I recently
came to the realization that I started trying to get pregnant nine years ago
this month. It is hard not to feel
defeated when I realize that I have spent almost an entire decade putting time,
money, and effort into something and still completely failing at it. I hate the idea of having wasted my thirties
on something so stupid and disappointing, but I feel comforted by the knowledge
that at least I managed to rock my sexual prime in there somewhere, during the
short but super-slutty interval between separating from my first husband and
meeting my second. Thank heaven I had
some irresponsibility and wild abandon in there somewhere.
Coincidentally,
my husband has spent nine years at his company pursuing his own goal: producing a movie. Like me, he has put in endless time, effort,
and passion in the hopes that he, too, would be able to help create
something. And he hasn’t. There are many times when hopes are high,
numbers look good, a project is about to be greenlit…this is it. He is sure of it. And then the director has a conflict, someone
doesn’t like the script, the studio gets a new head who hates the project. Dream deferred, yet again.
As we both
look towards the imminent arrival of another decade, it’s impossible not to ask
ourselves the obvious questions. At what
point do you pack it all in? When do you
finally tell yourself that it’s time to try something else? How much and how long do you sacrifice before
you give up hope? You don’t want to be the
quitter who crawls away in failure, unable to stick it out. But at the same time, you don’t want to be
the sucker still standing at the door with a bouquet long after it’s clear you’ve
been stood up.
Living with
hope doesn’t make things better or easier. It’s awful, actually. To be filled with the hope, over and over
again, that this time feels different—that this time will be different—is exhausting.
Hope is supposed to comfort and sustain us, but hope unrealized fills us
with shame. It’s embarrassing to falsely
believe in something. It’s embarrassing
to admit that you were wrong all along.
It’s embarrassing, almost ten years into it, to scrap your life plan and
have to start imagining a different future.
I honestly
don’t know what this feels like for Eddie.

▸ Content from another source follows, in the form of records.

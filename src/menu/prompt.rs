//! Line-oriented prompting over any `BufRead`/`Write` pair. Field parsers
//! are free functions so they can be checked without a terminal.

use std::io::{BufRead, Write};

use anyhow::{Context, Result};
use chrono::NaiveDate;
use thiserror::Error;

use crate::error::LibraryError;

use super::helpers::{status_line, StatusKind};

/// Raised when standard input reaches end of file.
#[derive(Debug, Error)]
#[error("input closed")]
pub struct InputClosed;

pub struct Prompter<R, W> {
    input: R,
    output: W,
    colored: bool,
}

impl<R: BufRead, W: Write> Prompter<R, W> {
    pub fn new(input: R, output: W, colored: bool) -> Self {
        Self {
            input,
            output,
            colored,
        }
    }

    pub fn into_output(self) -> W {
        self.output
    }

    pub fn say(&mut self, text: impl AsRef<str>) -> Result<()> {
        writeln!(self.output, "{}", text.as_ref()).context("failed to write output")
    }

    pub fn status(&mut self, kind: StatusKind, text: impl AsRef<str>) -> Result<()> {
        let line = status_line(kind, text.as_ref(), self.colored);
        self.say(line)
    }

    /// Show `label: ` and read one line, trimmed.
    pub fn line(&mut self, label: &str) -> Result<String> {
        write!(self.output, "{label}: ").context("failed to write prompt")?;
        self.output.flush().context("failed to flush prompt")?;

        let mut buf = String::new();
        let read = self
            .input
            .read_line(&mut buf)
            .context("failed to read input")?;
        if read == 0 {
            return Err(InputClosed.into());
        }
        Ok(buf.trim().to_string())
    }

    /// Ask until a non-blank answer is given.
    pub fn required(&mut self, label: &str) -> Result<String> {
        loop {
            let value = self.line(label)?;
            if !value.is_empty() {
                return Ok(value);
            }
            self.status(StatusKind::Error, format!("{label} is required."))?;
        }
    }

    pub fn optional(&mut self, label: &str) -> Result<Option<String>> {
        let value = self.line(label)?;
        Ok((!value.is_empty()).then_some(value))
    }

    pub fn optional_date(&mut self, label: &str) -> Result<Option<NaiveDate>> {
        match self.optional(label)? {
            Some(value) => Ok(Some(parse_date(label, &value)?)),
            None => Ok(None),
        }
    }

    pub fn required_int(&mut self, label: &str) -> Result<i64> {
        let value = self.required(label)?;
        Ok(parse_int(label, &value)?)
    }

    pub fn optional_int(&mut self, label: &str) -> Result<Option<i64>> {
        match self.optional(label)? {
            Some(value) => Ok(Some(parse_int(label, &value)?)),
            None => Ok(None),
        }
    }

    /// Blank means `false`.
    pub fn flag(&mut self, label: &str) -> Result<bool> {
        match self.optional(label)? {
            Some(value) => Ok(parse_flag(label, &value)?),
            None => Ok(false),
        }
    }
}

pub fn parse_date(label: &str, value: &str) -> Result<NaiveDate, LibraryError> {
    NaiveDate::parse_from_str(value.trim(), "%Y-%m-%d").map_err(|_| {
        LibraryError::validation(format!("{label} must be a date in YYYY-MM-DD format."))
    })
}

pub fn parse_int(label: &str, value: &str) -> Result<i64, LibraryError> {
    value
        .trim()
        .parse::<i64>()
        .map_err(|_| LibraryError::validation(format!("{label} must be an integer.")))
}

pub fn parse_flag(label: &str, value: &str) -> Result<bool, LibraryError> {
    match value.trim().to_ascii_lowercase().as_str() {
        "y" | "yes" | "true" | "t" | "1" | "on" => Ok(true),
        "n" | "no" | "false" | "f" | "0" | "off" => Ok(false),
        _ => Err(LibraryError::validation(format!(
            "{label} must be yes or no."
        ))),
    }
}
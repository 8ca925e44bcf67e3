use rusqlite::{params, Connection, OptionalExtension, Row};
use tracing::{debug, warn};

use crate::error::{LibraryError, Result};
use crate::models::{non_blank, Author, EntityKind, NewAuthor};

pub(crate) const AUTHOR_COLUMNS: &str = "author_id, first_name, last_name, birth_date, nationality";

pub(crate) fn author_from_row(row: &Row<'_>) -> rusqlite::Result<Author> {
    Ok(Author {
        id: row.get(0)?,
        first_name: row.get(1)?,
        last_name: row.get(2)?,
        birth_date: row.get(3)?,
        nationality: row.get(4)?,
    })
}

/// Insert a new author and hand back the stored row with its assigned id.
pub fn create_author(conn: &Connection, author: &NewAuthor) -> Result<Author> {
    let first_name = author.first_name.as_str();
    let last_name = author.last_name.as_str();
    if first_name.trim().is_empty() {
        return Err(LibraryError::validation("First name is required."));
    }
    if last_name.trim().is_empty() {
        return Err(LibraryError::validation("Last name is required."));
    }
    let nationality = non_blank(author.nationality.as_deref());

    conn.execute(
        "INSERT INTO authors (first_name, last_name, birth_date, nationality)
         VALUES (?1, ?2, ?3, ?4)",
        params![first_name, last_name, author.birth_date, nationality],
    )?;

    let id = conn.last_insert_rowid();
    debug!(author_id = id, "inserted author");
    Ok(Author {
        id,
        first_name: first_name.to_string(),
        last_name: last_name.to_string(),
        birth_date: author.birth_date,
        nationality,
    })
}

/// Look up a single author; `None` when the id has no row.
pub fn fetch_author(conn: &Connection, id: i64) -> Result<Option<Author>> {
    let author = conn
        .query_row(
            &format!("SELECT {AUTHOR_COLUMNS} FROM authors WHERE author_id = ?1"),
            [id],
            author_from_row,
        )
        .optional()?;
    Ok(author)
}

/// Every author in insertion order.
pub fn fetch_authors(conn: &Connection) -> Result<Vec<Author>> {
    let mut stmt = conn.prepare(&format!(
        "SELECT {AUTHOR_COLUMNS} FROM authors ORDER BY author_id"
    ))?;

    let authors = stmt
        .query_map([], author_from_row)?
        .collect::<rusqlite::Result<Vec<_>>>()?;

    Ok(authors)
}

/// Remove an author. Authors that still own books are refused rather than
/// leaving those books pointing at nothing.
pub fn delete_author(conn: &Connection, id: i64) -> Result<()> {
    let book_count: i64 = conn.query_row(
        "SELECT COUNT(*) FROM books WHERE author_id = ?1",
        [id],
        |row| row.get(0),
    )?;
    if book_count > 0 {
        warn!(author_id = id, book_count, "refused to delete referenced author");
        return Err(LibraryError::DanglingReference {
            author_id: id,
            book_count,
        });
    }

    let deleted = conn.execute("DELETE FROM authors WHERE author_id = ?1", params![id])?;

    if deleted == 0 {
        Err(LibraryError::NotFound {
            kind: EntityKind::Author,
            id,
        })
    } else {
        debug!(author_id = id, "deleted author");
        Ok(())
    }
}
//! Filtered lookups. Text criteria are case-insensitive substring matches,
//! numeric criteria match exactly, and every criterion that is supplied must
//! hold. A criterion left out (or empty) does not filter at all.

use rusqlite::{params, Connection};
use tracing::debug;

use crate::error::Result;
use crate::models::{Author, BookListing};

use super::authors::{author_from_row, AUTHOR_COLUMNS};
use super::books::{listing_from_row, LISTING_SELECT};

/// Escape `LIKE` wildcards so user text is matched literally. Only an empty
/// term is dropped; whitespace is part of the substring.
fn like_term(value: Option<&str>) -> Option<String> {
    value.filter(|term| !term.is_empty()).map(|term| {
        let mut escaped = String::with_capacity(term.len());
        for ch in term.chars() {
            if matches!(ch, '%' | '_' | '\\') {
                escaped.push('\\');
            }
            escaped.push(ch);
        }
        escaped
    })
}

/// Authors whose first and/or last name contain the given text, in insertion
/// order. SQLite's `LIKE` folds ASCII case only.
pub fn search_authors(
    conn: &Connection,
    first_name: Option<&str>,
    last_name: Option<&str>,
) -> Result<Vec<Author>> {
    let mut stmt = conn.prepare(&format!(
        "SELECT {AUTHOR_COLUMNS} FROM authors
         WHERE (?1 IS NULL OR first_name LIKE '%' || ?1 || '%' ESCAPE '\\')
           AND (?2 IS NULL OR last_name LIKE '%' || ?2 || '%' ESCAPE '\\')
         ORDER BY author_id"
    ))?;

    let authors = stmt
        .query_map(
            params![like_term(first_name), like_term(last_name)],
            author_from_row,
        )?
        .collect::<rusqlite::Result<Vec<_>>>()?;

    debug!(
        first_name,
        last_name,
        matches = authors.len(),
        "searched authors"
    );
    Ok(authors)
}

/// Books whose title contains `title` and/or that were published in exactly
/// `publication_year`, joined with their author's name.
pub fn search_books(
    conn: &Connection,
    title: Option<&str>,
    publication_year: Option<i64>,
) -> Result<Vec<BookListing>> {
    let mut stmt = conn.prepare(&format!(
        "{LISTING_SELECT}
         WHERE (?1 IS NULL OR b.title LIKE '%' || ?1 || '%' ESCAPE '\\')
           AND (?2 IS NULL OR b.publication_year = ?2)
         ORDER BY b.book_id"
    ))?;

    let books = stmt
        .query_map(params![like_term(title), publication_year], listing_from_row)?
        .collect::<rusqlite::Result<Vec<_>>>()?;

    debug!(title, publication_year, matches = books.len(), "searched books");
    Ok(books)
}
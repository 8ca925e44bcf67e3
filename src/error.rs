//! Error type shared by the storage gateway, the search layer and the seed
//! loader. Each variant maps to one failure the menu reports back to the
//! user without ending the session.

use thiserror::Error;

use crate::models::EntityKind;

pub type Result<T> = std::result::Result<T, LibraryError>;

#[derive(Debug, Error)]
pub enum LibraryError {
    /// Lookup or delete on an id that has no row.
    #[error("No {kind} found with ID {id}.")]
    NotFound { kind: EntityKind, id: i64 },

    /// Unique ISBN clash, or a book pointing at an author that does not exist.
    #[error("{0}")]
    ConstraintViolation(String),

    /// Malformed or missing user input.
    #[error("{0}")]
    Validation(String),

    /// Author still referenced by books.
    #[error("Author with ID {author_id} still has {book_count} book(s); delete those first.")]
    DanglingReference { author_id: i64, book_count: i64 },

    #[error("storage error: {0}")]
    Storage(#[from] rusqlite::Error),

    #[error("IO error: {0}")]
    Io(#[from] std::io::Error),
}

impl LibraryError {
    pub(crate) fn validation(message: impl Into<String>) -> Self {
        Self::Validation(message.into())
    }
}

Admittedly, it is much harder to make a movie than it is to make a
baby. Being able to make a movie is
basically like winning the lottery. Any
asshole can make a baby. (Just, you know, not this asshole.) But in both
cases the factors that lead to success seem entirely beyond our control.
Our friends
are more optimistic. They tell us
stories about people who finally achieved success just as they were going to
pack it all in. “This is your year,”
they say, “I can feel it.” There are so
many years that are supposed to have been our year that I have begun to dread
New Year’s Eve. We spent the last one in
a Seattle hotel, eating pizza in bed and watching Breakfast at Tiffany’s like college students who had just been
dumped. I’m not saying it wasn’t
fun. But we weren’t exactly out there
preparing to build an empire.
And we’re
happy for you. Really we are. We’re thrilled that you’re pregnant. What a cute picture of your toddler. And that is super-awesome news about your
movie. We know, truly know to the depth
of our very bones what tremendous accomplishments these are. We could never take your joys and successes
for granted and we hope you don’t either.
You are right to see it as a miracle.
It is a miracle every single time.
And foolish
or not, we haven’t quite given up yet. Eddie
keeps hustling each day at his work. I
keep taking my prenatal vitamins, just in case.
And just this month we spontaneously decided to try a final round of
IUI. What are the chances of success? Worse than terrible. But stranger things have happened. Haven’t they?